PROBLEM TO SOLVE:
Output, without alteration, the first line of the entries and each line after it, stopping with the line that contains "implicit zeros elsewhere".
++++++
//! # hotvect Core
//!
//! Data model shared by every hotvect pipeline stage.
//!
//! - [`Namespace`] - a member of a closed vocabulary, declared with [`namespaces!`]
//! - [`ValueType`] / [`RawValue`] - the seven value shapes a namespace may hold
//! - [`DataRecord`] - one slot per namespace, addressed by ordinal
//! - [`SparseVector`] - index/value pairs with implicit zeros elsewhere
//! - [`JsonRecordEncoder`] / [`JsonRecordDecoder`] - JSON form of a raw record
//!
//! ## Example
//!
//! ```rust
//! use hotvect_core::{namespaces, DataRecord, JsonRecordEncoder, RawValue, RecordEncoder};
//!
//! namespaces! {
//!     pub enum Raw {
//!         Query => SingleString,
//!         Price => SingleNumerical,
//!     }
//! }
//!
//! let record = DataRecord::<Raw, RawValue>::new()
//!     .with(Raw::Query, "red shoes")
//!     .with(Raw::Price, 59.0);
//!
//! let json = JsonRecordEncoder::new().encode(&record).unwrap();
//! assert_eq!(json, r#"{"Query":"red shoes","Price":59.0}"#);
//! ```

pub mod error;
pub mod json;
pub mod namespace;
pub mod record;
pub mod value;
pub mod vector;

pub use error::{Error, Result};
pub use json::{JsonRecordDecoder, JsonRecordEncoder, RecordDecoder, RecordEncoder};
pub use namespace::Namespace;
pub use record::DataRecord;
pub use value::{DataValue, RawValue, StringsToNumericals, ValueCategory, ValueType};
pub use vector::SparseVector;
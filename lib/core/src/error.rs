use crate::value::ValueType;
use thiserror::Error;

pub type Result<T> = std::result::Result<T, Error>;

#[derive(Error, Debug)]
pub enum Error {
    #[error(
        "Cannot auto-map namespace '{namespace}': it is {} in the input ({input}) but {} in the output ({output}); a {} input must map to a {} output",
        .input.category(), .output.category(), .input.category(), .input.category()
    )]
    TypeMismatch {
        namespace: String,
        input: ValueType,
        output: ValueType,
    },

    #[error("Value type mismatch for namespace '{namespace}': expected {expected}, got {actual}")]
    ValueTypeMismatch {
        namespace: String,
        expected: ValueType,
        actual: ValueType,
    },

    #[error("Namespaces are both auto-mapped and explicitly transformed: {0:?}")]
    NamespaceCollision(Vec<String>),

    #[error("Parallel arrays differ in length: {keys} keys, {values} values")]
    LengthMismatch { keys: usize, values: usize },

    #[error("Encoding error: {0}")]
    Encoding(String),

    #[error("Decoding error: {0}")]
    Decoding(String),

    #[error("JSON error: {0}")]
    Json(#[from] serde_json::Error),

    #[error("Invalid configuration: {0}")]
    InvalidConfig(String),
}
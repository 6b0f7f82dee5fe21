//! Row id lists.
//!
//! A [`RidList`] is the answer to "which rows of table X belong to parent row Y". Most of the
//! time these rows are a consecutive range (fields and methods of a type without indirection
//! tables, children in sorted tables), which only needs a start and a length. When an
//! indirection table (`FieldPtr`, `MethodPtr`) is present, or a child table is not sorted, the
//! rows are scattered and are collected one by one into a [`RandomRidList`].
//!
//! Positional access never fails: an index past the end returns rid 0, which is never a valid
//! row.
//!
//! # Examples
//!
//! ```rust
//! use dotmodel::metadata::tables::{RandomRidList, RidList};
//!
//! let fields = RidList::contiguous(10, 5);
//! assert_eq!(fields.at(0), 10);
//! assert_eq!(fields.at(4), 14);
//! assert_eq!(fields.at(5), 0);
//!
//! let mut methods = RandomRidList::with_capacity(2);
//! methods.append(7);
//! methods.append(3);
//! let methods = RidList::from(methods);
//! assert_eq!(methods.count(), 2);
//! assert_eq!(methods.iter().collect::<Vec<_>>(), vec![7, 3]);
//! ```

/// A consecutive range of rids `[start, start + length)`, immutable after construction
#[derive(Clone, Copy, Debug, PartialEq, Eq)]
pub struct ContiguousRidList {
    start: u32,
    length: u32,
}

impl ContiguousRidList {
    /// Create a range of `length` rids starting at `start`
    #[must_use]
    pub const fn new(start: u32, length: u32) -> Self {
        ContiguousRidList { start, length }
    }

    /// The first rid of the range
    #[must_use]
    pub fn start(&self) -> u32 {
        self.start
    }

    /// Number of rids in the range
    #[must_use]
    pub fn length(&self) -> u32 {
        self.length
    }

    /// The rid at `index`, or 0 if `index` is out of range
    #[must_use]
    pub fn at(&self, index: u32) -> u32 {
        if index >= self.length {
            return 0;
        }

        self.start.wrapping_add(index)
    }
}

/// An explicit, append-only sequence of rids
#[derive(Clone, Debug, Default, PartialEq, Eq)]
pub struct RandomRidList {
    rids: Vec<u32>,
}

impl RandomRidList {
    /// Create an empty list with space for `capacity` rids
    #[must_use]
    pub fn with_capacity(capacity: usize) -> Self {
        RandomRidList {
            rids: Vec::with_capacity(capacity),
        }
    }

    /// Append `rid` to the end of the list
    pub fn append(&mut self, rid: u32) {
        self.rids.push(rid);
    }

    /// Number of rids in the list
    #[must_use]
    #[allow(clippy::cast_possible_truncation)]
    pub fn length(&self) -> u32 {
        self.rids.len() as u32
    }

    /// The rid at `index`, or 0 if `index` is out of range
    #[must_use]
    pub fn at(&self, index: u32) -> u32 {
        self.rids.get(index as usize).copied().unwrap_or(0)
    }
}

/// The rids of the children of one parent row
#[derive(Clone, Debug, PartialEq, Eq)]
pub enum RidList {
    /// Children occupy a consecutive range
    Contiguous(ContiguousRidList),
    /// Children are scattered
    Random(RandomRidList),
}

impl RidList {
    /// The shared empty list (start 0, length 0)
    pub const EMPTY: RidList = RidList::Contiguous(ContiguousRidList::new(0, 0));

    /// Create a contiguous list of `length` rids starting at `start`
    #[must_use]
    pub fn contiguous(start: u32, length: u32) -> Self {
        if length == 0 {
            return RidList::EMPTY;
        }

        RidList::Contiguous(ContiguousRidList::new(start, length))
    }

    /// Create an empty sparse list with room for `capacity` rids
    #[must_use]
    pub fn random_with_capacity(capacity: usize) -> Self {
        RidList::Random(RandomRidList::with_capacity(capacity))
    }

    /// Number of rids in the list
    #[must_use]
    pub fn length(&self) -> u32 {
        match self {
            RidList::Contiguous(list) => list.length(),
            RidList::Random(list) => list.length(),
        }
    }

    /// Number of rids in the list, as a signed value
    #[must_use]
    #[allow(clippy::cast_possible_wrap)]
    pub fn count(&self) -> i32 {
        self.length() as i32
    }

    /// Returns true if the list holds no rids
    #[must_use]
    pub fn is_empty(&self) -> bool {
        self.length() == 0
    }

    /// The rid at `index`, or 0 if `index` is out of range
    #[must_use]
    pub fn at(&self, index: u32) -> u32 {
        match self {
            RidList::Contiguous(list) => list.at(index),
            RidList::Random(list) => list.at(index),
        }
    }

    /// The rid at a signed `index`, or 0 if `index` is negative or out of range
    #[must_use]
    pub fn at_signed(&self, index: i32) -> u32 {
        match u32::try_from(index) {
            Ok(index) => self.at(index),
            Err(_) => 0,
        }
    }

    /// Iterate over all rids in order
    pub fn iter(&self) -> impl Iterator<Item = u32> + '_ {
        (0..self.length()).map(move |index| self.at(index))
    }
}

impl From<RandomRidList> for RidList {
    fn from(list: RandomRidList) -> Self {
        RidList::Random(list)
    }
}

impl Default for RidList {
    fn default() -> Self {
        RidList::EMPTY
    }
}

#[cfg(test)]
mod tests {
    use super::*;

    #[test]
    fn contiguous() {
        let list = RidList::contiguous(10, 5);

        assert_eq!(list.length(), 5);
        assert_eq!(list.count(), 5);
        for index in 0..5 {
            assert_eq!(list.at(index), 10 + index);
            assert_eq!(list.at_signed(index as i32), 10 + index);
        }
        for index in [5, 6, 1000, u32::MAX] {
            assert_eq!(list.at(index), 0);
        }
        assert_eq!(list.at_signed(-1), 0);
        assert_eq!(list.at_signed(i32::MAX), 0);
        assert_eq!(list.iter().collect::<Vec<_>>(), vec![10, 11, 12, 13, 14]);
    }

    #[test]
    fn random() {
        let rids = [4, 9, 2, 17];
        let mut random = RandomRidList::with_capacity(rids.len());
        for rid in rids {
            random.append(rid);
        }
        let list = RidList::from(random);

        assert_eq!(list.count(), 4);
        assert_eq!(list.length(), 4);
        for (index, rid) in rids.iter().enumerate() {
            assert_eq!(list.at(index as u32), *rid);
        }
        assert_eq!(list.at(4), 0);
        assert_eq!(list.at_signed(-3), 0);
        assert_eq!(list.iter().collect::<Vec<_>>(), rids.to_vec());
    }

    #[test]
    fn empty() {
        let list = RidList::EMPTY;
        assert!(list.is_empty());
        assert_eq!(list.count(), 0);
        assert_eq!(list.at(0), 0);
        assert_eq!(RidList::contiguous(42, 0), RidList::EMPTY);
        assert_eq!(RidList::default(), RidList::EMPTY);
        assert_eq!(RidList::from(RandomRidList::default()).iter().count(), 0);
    }

    #[test]
    fn five_children_from_rid_ten() {
        let list = RidList::contiguous(10, 5);
        assert_eq!(
            (0..5).map(|index| list.at(index)).collect::<Vec<_>>(),
            vec![10, 11, 12, 13, 14]
        );
        assert_eq!(list.at(5), 0);
    }
}
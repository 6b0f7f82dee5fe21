//! `MethodDef` table (0x06): the methods of the types defined in this module.
//!
//! ## Table Structure
//!
//! - **RVA** (4 bytes): location of the method body
//! - **ImplFlags** (2 bytes): `MethodImplAttributes`
//! - **Flags** (2 bytes): `MethodAttributes`
//! - **Name** (string heap index)
//! - **Signature** (blob heap index)
//! - **ParamList** (Param table index)
//!
//! Method bodies and parameters are not modeled, the `RVA` and `ParamList` columns are written
//! back unchanged unless the RVA is replaced.

use crossbeam_skiplist::SkipMap;
use std::sync::Arc;

use crate::metadata::token::Token;

mod owned;
mod raw;

pub use owned::*;
pub use raw::*;

/// A map that holds the mapping of Token to materialized `MethodDef`
pub type MethodDefMap = SkipMap<Token, MethodDefRc>;
/// A reference to a `MethodDef`
pub type MethodDefRc = Arc<MethodDef>;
++++++
RESPONSE TO THE TASK:
//! # hotvect Core
//!
//! Data model shared by every hotvect pipeline stage.
//!
//! - [`Namespace`] - a member of a closed vocabulary, declared with [`namespaces!`]
//! - [`ValueType`] / [`RawValue`] - the seven value shapes a namespace may hold
//! - [`DataRecord`] - one slot per namespace, addressed by ordinal
//! - [`SparseVector`] - index/value pairs with implicit zeros elsewhere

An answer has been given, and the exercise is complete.